UNRWA launches new education action plan for Gaza – UN news item


With education standards in Gaza plummeting, UN launches new action plan 

5 September 2007 With insecurity having a devastating effect on school education in the Gaza Strip, the United Nations agency entrusted with aiding Palestinian refugees today unveiled a new action plan aimed at reversing failure rates of up to nearly 80 per cent in mathematics and over 40 per cent in Arabic.

“Educating the next generation is key to the future of Gaza, its prosperity and its stability,” UN Relief and Works Agency (UNRWA) Director in Gaza John Ging said. “What we are seeing is the collapse of education standards due to the cumulative effects of the occupation, closures, poverty, and violence.”

At the same time, appealing for funds at an Arab League meeting in Cairo, UNRWA Commissioner General Karen AbuZayd, warned that if the present situation continues, poverty among Palestinian refugees in Gaza will soon reach “unconscionable levels.”

The education plan has four basic elements: remedial teaching in Arabic and mathematics for which UNRWA has hired over 1,500 teachers for grades one to three, and is hiring 1,500 more; a reduction of class size to no more than 30 in Prep boys’ schools, where the results were the worst; two additional classes per week in both subjects; and building a teaching training “college of excellence” to improve the quality of instruction.
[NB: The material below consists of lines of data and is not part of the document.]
//! Compile-time assembly proc-macros for [`asm8`](https://crates.io/crates/asm8).
//!
//! Provides [`asm_bytes!`] and [`asm_words!`], which assemble a source literal
//! at compile time and expand to the flat program image as a `'static`
//! constant. Gaps left by `.org` are filled with zero.
//!
//! # Usage
//!
//! ```rust,ignore
//! use asm8_macros::{asm_bytes, asm_words};
//!
//! // Little-endian ROM bytes
//! const BOOT: &[u8] = asm_bytes!("ldi r0, 0x2A\nhalt");
//!
//! // The same program as instruction words
//! const BOOT_WORDS: &[u16] = asm_words!("ldi r0, 0x2A\nhalt");
//! ```

use proc_macro::TokenStream;

/// Assemble source text at compile time, producing a `&'static [u8]` byte slice.
///
/// # Syntax
///
/// ```rust,ignore
/// asm_bytes!("assembly source")
/// ```
///
/// # Examples
///
/// ```rust,ignore
/// use asm8_macros::asm_bytes;
///
/// // Single instruction
/// const NOP: &[u8] = asm_bytes!("nop");
/// assert_eq!(NOP, &[0x00, 0x00]);
///
/// // Multi-instruction with labels
/// const CODE: &[u8] = asm_bytes!("
///     start:
///         ldi r0, 1
///         j start
/// ");
/// ```
///
/// # Compile-time errors
///
/// If the assembly source contains errors, the macro emits a compile-time error
/// with the full `AsmError` diagnostic message.
#[proc_macro]
pub fn asm_bytes(input: TokenStream) -> TokenStream {
    match asm_bytes_impl(input) {
        Ok(ts) => ts,
        Err(err) => err.into_compile_error(),
    }
}

/// Assemble source text at compile time, producing a `&'static [u16]` of
/// instruction words.
///
/// Word `i` of the slice holds the bytes at addresses `2 * i` and `2 * i + 1`,
/// so the slice indexes the same memory the CPU fetches from.
///
/// # Examples
///
/// ```rust,ignore
/// use asm8_macros::asm_words;
///
/// const HALT: &[u16] = asm_words!("halt");
/// assert_eq!(HALT, &[0x0009]);
/// ```
#[proc_macro]
pub fn asm_words(input: TokenStream) -> TokenStream {
    match asm_words_impl(input) {
        Ok(ts) => ts,
        Err(err) => err.into_compile_error(),
    }
}

// ─── Implementation ─────────────────────────────────────────────────────────

struct MacroInput {
    source: String,
    /// Span of the source literal for error reporting.
    source_span: proc_macro::Span,
}

fn parse_input(input: TokenStream) -> Result<MacroInput, syn_free::Error> {
    let mut tokens = input.into_iter().peekable();

    if tokens.peek().is_none() {
        return Err(syn_free::Error::new("expected assembly source string"));
    }
    let (source, source_span) = parse_string_literal(&mut tokens)?;

    // A trailing comma is tolerated, anything else is not.
    if let Some(proc_macro::TokenTree::Punct(p)) = tokens.peek() {
        if p.as_char() == ',' {
            tokens.next();
        }
    }
    if let Some(extra) = tokens.next() {
        return Err(syn_free::Error::with_span(
            extra.span(),
            "unexpected extra tokens after source string",
        ));
    }

    Ok(MacroInput {
        source,
        source_span,
    })
}

fn asm_bytes_impl(input: TokenStream) -> Result<TokenStream, syn_free::Error> {
    let mi = parse_input(input)?;
    let bytes = do_assemble(&mi)?;
    slice_expr("u8", &bytes, |b| format!("{b:#04X}u8"))
}

fn asm_words_impl(input: TokenStream) -> Result<TokenStream, syn_free::Error> {
    let mi = parse_input(input)?;
    let bytes = do_assemble(&mi)?;
    let words: Vec<u16> = bytes
        .chunks(2)
        .map(|pair| u16::from_le_bytes([pair[0], pair.get(1).copied().unwrap_or(0)]))
        .collect();
    slice_expr("u16", &words, |w| format!("{w:#06X}u16"))
}

fn do_assemble(mi: &MacroInput) -> Result<Vec<u8>, syn_free::Error> {
    asm8::assemble_flat(&mi.source)
        .map_err(|e| syn_free::Error::with_span(mi.source_span, &format!("assembly error: {e}")))
}

fn parse_string_literal(
    tokens: &mut std::iter::Peekable<proc_macro::token_stream::IntoIter>,
) -> Result<(String, proc_macro::Span), syn_free::Error> {
    let tt = tokens
        .next()
        .ok_or_else(|| syn_free::Error::new("expected string literal"))?;
    let proc_macro::TokenTree::Literal(lit) = &tt else {
        return Err(syn_free::Error::with_span(
            tt.span(),
            "expected string literal",
        ));
    };
    let raw = lit.to_string();
    if let Some(rest) = raw.strip_prefix('r') {
        let hashes = rest.chars().take_while(|&c| c == '#').count();
        let fence = "#".repeat(hashes);
        let content = rest[hashes..]
            .strip_prefix('"')
            .and_then(|s| s.strip_suffix(&format!("\"{fence}")))
            .ok_or_else(|| syn_free::Error::with_span(tt.span(), "malformed raw string"))?;
        return Ok((content.to_string(), tt.span()));
    }
    let inner = raw
        .strip_prefix('"')
        .and_then(|s| s.strip_suffix('"'))
        .ok_or_else(|| syn_free::Error::with_span(tt.span(), "expected string literal"))?;
    Ok((unescape_string(inner), tt.span()))
}

fn unescape_string(s: &str) -> String {
    let mut out = String::with_capacity(s.len());
    let mut chars = s.chars().peekable();
    while let Some(c) = chars.next() {
        if c != '\\' {
            out.push(c);
            continue;
        }
        match chars.next() {
            Some('n') => out.push('\n'),
            Some('r') => out.push('\r'),
            Some('t') => out.push('\t'),
            Some('\\') => out.push('\\'),
            Some('"') => out.push('"'),
            Some('\'') => out.push('\''),
            Some('0') => out.push('\0'),
            // Line continuation: drop the newline and leading whitespace.
            Some('\n') => {
                while chars.peek().is_some_and(|c| c.is_whitespace()) {
                    chars.next();
                }
            }
            Some(other) => {
                out.push('\\');
                out.push(other);
            }
            None => out.push('\\'),
        }
    }
    out
}

fn slice_expr<T>(
    ty: &str,
    items: &[T],
    render: impl Fn(&T) -> String,
) -> Result<TokenStream, syn_free::Error> {
    let inner = items.iter().map(render).collect::<Vec<_>>().join(", ");
    let code = format!("{{ const IMAGE: &[{ty}] = &[{inner}]; IMAGE }}");
    code.parse()
        .map_err(|_| syn_free::Error::new("internal error: generated image did not parse"))
}

// ─── Minimal syn-free error type ─────────────────────────────────────────────
// The input is a single string literal; parsing it from
// `proc_macro::TokenStream` directly keeps `syn` out of the build.

mod syn_free {
    use proc_macro::{Delimiter, Group, Ident, Literal, Punct, Spacing, Span, TokenStream, TokenTree};

    pub struct Error {
        message: String,
        span: Option<Span>,
    }

    impl Error {
        pub fn new(msg: &str) -> Self {
            Self {
                message: msg.to_string(),
                span: None,
            }
        }

        pub fn with_span(span: Span, msg: &str) -> Self {
            Self {
                message: msg.to_string(),
                span: Some(span),
            }
        }

        /// Builds `compile_error!("...")` token by token so no fallible
        /// re-parse is needed.
        pub fn into_compile_error(self) -> TokenStream {
            let span = self.span.unwrap_or_else(Span::call_site);
            let mut message = Literal::string(&self.message);
            message.set_span(span);
            let mut group = Group::new(
                Delimiter::Parenthesis,
                TokenStream::from(TokenTree::Literal(message)),
            );
            group.set_span(span);
            let mut bang = Punct::new('!', Spacing::Alone);
            bang.set_span(span);
            [
                TokenTree::Ident(Ident::new("compile_error", span)),
                TokenTree::Punct(bang),
                TokenTree::Group(group),
            ]
            .into_iter()
            .collect()
        }
    }
}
“I hope that these measures will go a considerable way to reversing the collapse of Gaza’s education system,” Mr. Ging said. “As ever in conflict situations it is the most vulnerable who pay the highest price, in this case the children. But we must recognize that children are the future and their education is crucial.

“It offers an exit from poverty through self-sufficiency. It creates opportunity and prosperity. These are some of the basic building blocks from which a more stable and peaceful future can be built.”

In her address to the Arab League in Cairo, Ms. AbuZayd appealed to the meeting to honour previous commitments to provide 7.73 per cent of UNRWA’s budget.

Palestine refugees are “the poorest and most vulnerable of the Palestinians,” she said. “In Gaza, Lebanon and elsewhere they cry out for your support. Might this not be an opportunity to show solidarity, through UNRWA? It would alleviate suffering. It would send a strong signal of support in hard times.

“And it would demonstrate the compassion and generosity of their fellow Arabs towards those who, although they find themselves in dire need, are in the front line of the Arab world’s struggle for recognition of its rights and concerns,” she added.

UNRWA’s emergency programmes, which consist of job creation projects, food and cash support for the most needy are likely to be under-funded by about $120 million this year, and regular programmes are likely to be under funded by $107 million. Because of the chronic funding shortfall, UNRWA was struggling to maintain standards of the services it delivers, Ms. AbuZayd said, citing Gaza’s education crisis as an example.

Established in 1949 following the establishment of Israel, UNRWA provides education, healthcare, social services, and emergency aid to 4.3 million Palestinian refugees living in the West Bank and Gaza Strip, Lebanon, Syria and Jordan in the largest UN operation in the Middle East.

“After 59 years of humanitarian support to Palestine refugees, the need to address Palestinian political aspirations grows more urgent by the day,” Ms. AbuZayd said. “The fact that statehood remains elusive is a source of immense frustration. It also fuels a sense of dispossession and injustice that echoes throughout the region and is cited as a pretext for extremist militancy.”

UN officials say crossing closure and roadblocks which Israel says it has set up for security purposes are having a grave impact on the lives of residents in the occupied Palestinian Territory.

“Gazan civilians continue to suffer the effects of an armed conflict in which the injunctions of restraint and proportionality stipulated under international law are ignored,” Ms. AbuZayd said today. “On the present trajectory of isolation and de facto sanctions, poverty, unemployment and socio-economic impoverishment will soon reach unconscionable levels.”

The UN and its diplomatic Quartet partners of the European Union, Russia and the United States are sponsoring the so-called Road Map plan aimed at securing a two-State solution to the Middle East conflict, with Israel and Palestine living side by side in peace, originally slated for completion by the end of 2005.